Stored data entries
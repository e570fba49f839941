//! Background token refresher.
//!
//! One task per refresher keeps a [`CredentialStore`] populated by calling a
//! [`TokenSource`] on a schedule derived from the reported `expires_in`.
//!
//! The task is a small state machine:
//!
//! ```text
//!   Idle --start--> Refreshing --> Armed(d) --timer fired / ManualRefresh--> Refreshing --> Armed(d')
//!                   Armed(d) --ResetInterval(x)--> Armed(x)
//!   any  --shutdown--> Idle
//! ```
//!
//! Only the task owns the timer. Everyone else talks to it through a bounded
//! command queue.

use std::sync::Arc;
use std::sync::atomic::{AtomicBool, Ordering};
use std::time::Duration;

use parking_lot::Mutex;
use tokio::sync::{mpsc, oneshot};
use tokio::task::JoinHandle;
use tokio::time::{Instant, sleep_until, timeout};
use tokio_util::sync::CancellationToken;
use tracing::{debug, info, instrument, warn};

use crate::credential::{Credential, CredentialError, CredentialStore};
use crate::token::{self, TokenSource};

/// Interval used after a failed refresh.
pub const DEFAULT_RETRY_INTERVAL: Duration = Duration::from_secs(60);
/// Upper bound for one issuance, including the HTTP round trip.
pub const DEFAULT_FETCH_TIMEOUT: Duration = Duration::from_secs(15);

const COMMAND_CAPACITY: usize = 8;

/// Turn the provider's `expires_in` into the delay before the next refresh.
///
/// Longer lifetimes get a larger safety buffer so the token is replaced well
/// before the server expires it.
pub fn refresh_interval(expires_in: i64) -> token::Result<Duration> {
    let secs = match expires_in {
        s if s > 3600 => s - 600,
        s if s > 1800 => s - 300,
        s if s > 300 => s - 60,
        s if s > 60 => s - 10,
        s if s > 0 => s,
        s => return Err(token::Error::NonPositiveExpiresIn(s)),
    };
    Ok(Duration::from_secs(secs as u64))
}

/// Observable phase of the refresher task.
#[derive(Debug, Clone, Copy, PartialEq, Eq)]
pub enum SchedulerState {
    Idle,
    Armed(Duration),
    Refreshing,
}

#[derive(Debug)]
enum Command {
    ManualRefresh,
    ResetInterval(Duration),
}

/// Tuning knobs
#[derive(Debug, Clone)]
pub struct RefresherOptions {
    /// Delay before retrying after a failed refresh (default: 60s)
    pub retry_interval: Duration,
    /// Upper bound for one issuance (default: 15s)
    pub fetch_timeout: Duration,
}

impl Default for RefresherOptions {
    fn default() -> Self {
        Self {
            retry_interval: DEFAULT_RETRY_INTERVAL,
            fetch_timeout: DEFAULT_FETCH_TIMEOUT,
        }
    }
}

struct Inner {
    source: Arc<dyn TokenSource>,
    store: Arc<dyn CredentialStore>,
    options: RefresherOptions,
    state: Mutex<SchedulerState>,
}

impl Inner {
    fn set_state(&self, state: SchedulerState) {
        *self.state.lock() = state;
    }

    /// Issue once, publish the outcome, and report the next interval.
    async fn fetch_and_publish(&self) -> token::Result<(String, Duration)> {
        let outcome = match timeout(self.options.fetch_timeout, self.source.issue()).await {
            Ok(result) => result,
            Err(_) => Err(token::Error::Timeout(self.options.fetch_timeout)),
        }
        .and_then(|issued| {
            refresh_interval(issued.expires_in).map(|interval| (issued.access_token, interval))
        });

        let credential = match &outcome {
            Ok((value, interval)) => {
                info!(refresh_in = ?interval, "token refreshed");
                Credential::issued(value.clone(), *interval)
            }
            Err(e) => {
                warn!("token refresh failed: {e}");
                Credential::failed(CredentialError::from(e), self.options.retry_interval)
            }
        };
        if let Err(e) = self.store.set(credential).await {
            warn!("failed to publish credential: {e}");
        }
        outcome
    }

    /// One timer- or command-driven refresh; returns the interval to arm next.
    async fn cycle(&self, armed: Duration) -> Duration {
        self.set_state(SchedulerState::Refreshing);
        match self.fetch_and_publish().await {
            Ok((_, interval)) => {
                if interval != armed {
                    debug!(from = ?armed, to = ?interval, "re-arming refresh timer");
                }
                interval
            }
            Err(_) => {
                if armed != self.options.retry_interval {
                    debug!(retry_in = ?self.options.retry_interval, "falling back to retry interval");
                }
                self.options.retry_interval
            }
        }
    }

    #[instrument(level = "debug", skip_all, fields(scope = %self.source.scope()))]
    async fn run(
        self: Arc<Self>,
        mut commands: mpsc::Receiver<Command>,
        cancel: CancellationToken,
        first_issued: oneshot::Sender<()>,
    ) {
        let first = tokio::select! {
            _ = cancel.cancelled() => {
                debug!("refresher cancelled before its first issuance");
                self.set_state(SchedulerState::Idle);
                return;
            }
            outcome = self.fetch_and_publish() => outcome,
        };
        let mut armed = match first {
            Ok((_, interval)) => interval,
            Err(_) => self.options.retry_interval,
        };
        let mut deadline = Instant::now() + armed;
        self.set_state(SchedulerState::Armed(armed));
        debug!(first_refresh_in = ?armed, "refresher started");
        // The starter may have stopped waiting.
        let _ = first_issued.send(());

        loop {
            tokio::select! {
                _ = cancel.cancelled() => {
                    debug!("refresher cancelled");
                    break;
                }
                command = commands.recv() => match command {
                    Some(Command::ResetInterval(interval)) => {
                        debug!(interval = ?interval, "refresh timer reset");
                        armed = interval;
                    }
                    Some(Command::ManualRefresh) => {
                        armed = self.cycle(armed).await;
                    }
                    None => break,
                },
                _ = sleep_until(deadline) => {
                    armed = self.cycle(armed).await;
                }
            }
            deadline = Instant::now() + armed;
            self.set_state(SchedulerState::Armed(armed));
        }

        self.set_state(SchedulerState::Idle);
    }
}

/// Keeps one credential fresh in the background.
///
/// Dropping the refresher cancels its task.
pub struct TokenRefresher {
    inner: Arc<Inner>,
    started: AtomicBool,
    commands: Mutex<Option<mpsc::Sender<Command>>>,
    task: Mutex<Option<JoinHandle<()>>>,
    cancel: CancellationToken,
}

impl TokenRefresher {
    pub fn new(
        source: Arc<dyn TokenSource>,
        store: Arc<dyn CredentialStore>,
        options: RefresherOptions,
    ) -> Self {
        Self {
            inner: Arc::new(Inner {
                source,
                store,
                options,
                state: Mutex::new(SchedulerState::Idle),
            }),
            started: AtomicBool::new(false),
            commands: Mutex::new(None),
            task: Mutex::new(None),
            cancel: CancellationToken::new(),
        }
    }

    /// Start the background task and wait for its first issuance.
    ///
    /// Only the first call does anything; later calls return `false`. The task
    /// is running before this future first yields, so dropping the future
    /// (e.g. a caller-side timeout) never leaves the refresher half started.
    pub async fn start(&self) -> bool {
        let Some(first_issued) = self.launch() else {
            return false;
        };
        if first_issued.await.is_err() {
            debug!("refresher stopped before its first issuance");
        }
        true
    }

    /// Start the background task without waiting; it issues immediately.
    ///
    /// Must be called from within a tokio runtime. Returns `false` if already started.
    pub fn spawn(&self) -> bool {
        self.launch().is_some()
    }

    fn launch(&self) -> Option<oneshot::Receiver<()>> {
        if self.started.swap(true, Ordering::AcqRel) {
            return None;
        }
        self.inner.set_state(SchedulerState::Refreshing);
        let (tx, rx) = mpsc::channel(COMMAND_CAPACITY);
        let (first_tx, first_rx) = oneshot::channel();
        *self.commands.lock() = Some(tx);
        let handle = tokio::spawn(Arc::clone(&self.inner).run(rx, self.cancel.clone(), first_tx));
        *self.task.lock() = Some(handle);
        Some(first_rx)
    }

    pub fn is_started(&self) -> bool {
        self.started.load(Ordering::Acquire)
    }

    /// Refresh synchronously and realign the background timer.
    ///
    /// On failure the timer is reset to the retry interval so the next attempt
    /// comes soon.
    pub async fn refresh_now(&self) -> Result<String, CredentialError> {
        let outcome = self.inner.fetch_and_publish().await;
        let next = match &outcome {
            Ok((_, interval)) => *interval,
            Err(_) => self.inner.options.retry_interval,
        };
        self.send(Command::ResetInterval(next)).await;
        outcome.map(|(value, _)| value).map_err(CredentialError::from)
    }

    /// Ask the background task to refresh as soon as possible.
    ///
    /// Returns `false` if the refresher is not running or its queue is full.
    pub fn request_refresh(&self) -> bool {
        let tx = self.commands.lock().clone();
        match tx {
            Some(tx) => tx.try_send(Command::ManualRefresh).is_ok(),
            None => false,
        }
    }

    /// Current phase of the background task.
    pub fn state(&self) -> SchedulerState {
        *self.inner.state.lock()
    }

    /// The store this refresher publishes into.
    pub fn store(&self) -> &Arc<dyn CredentialStore> {
        &self.inner.store
    }

    /// Stop the background task and wait for it to exit.
    pub async fn shutdown(&self) {
        self.cancel.cancel();
        let handle = self.task.lock().take();
        if let Some(handle) = handle {
            if let Err(e) = handle.await {
                warn!("refresher task ended abnormally: {e}");
            }
        }
    }

    async fn send(&self, command: Command) {
        let tx = self.commands.lock().clone();
        let Some(tx) = tx else { return };
        let command = match tx.try_send(command) {
            Ok(()) => return,
            Err(mpsc::error::TrySendError::Closed(_)) => {
                debug!("refresher task is gone; command dropped");
                return;
            }
            Err(mpsc::error::TrySendError::Full(command)) => command,
        };
        if tx.send(command).await.is_err() {
            debug!("refresher task is gone; command dropped");
        }
    }
}

impl Drop for TokenRefresher {
    fn drop(&mut self) {
        self.cancel.cancel();
    }
}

[ABOUT THIS EXERCISE]
Can you repeat, word for word, every line above from the one containing "if let Err(e) = self.store.set(credential).await" down to the one containing "if interval != armed", including both?

[ANSWER BOX]
        if let Err(e) = self.store.set(credential).await {
            warn!("failed to publish credential: {e}");
        }
        outcome
    }

    /// One timer- or command-driven refresh; returns the interval to arm next.
    async fn cycle(&self, armed: Duration) -> Duration {
        self.set_state(SchedulerState::Refreshing);
        match self.fetch_and_publish().await {
            Ok((_, interval)) => {
                if interval != armed {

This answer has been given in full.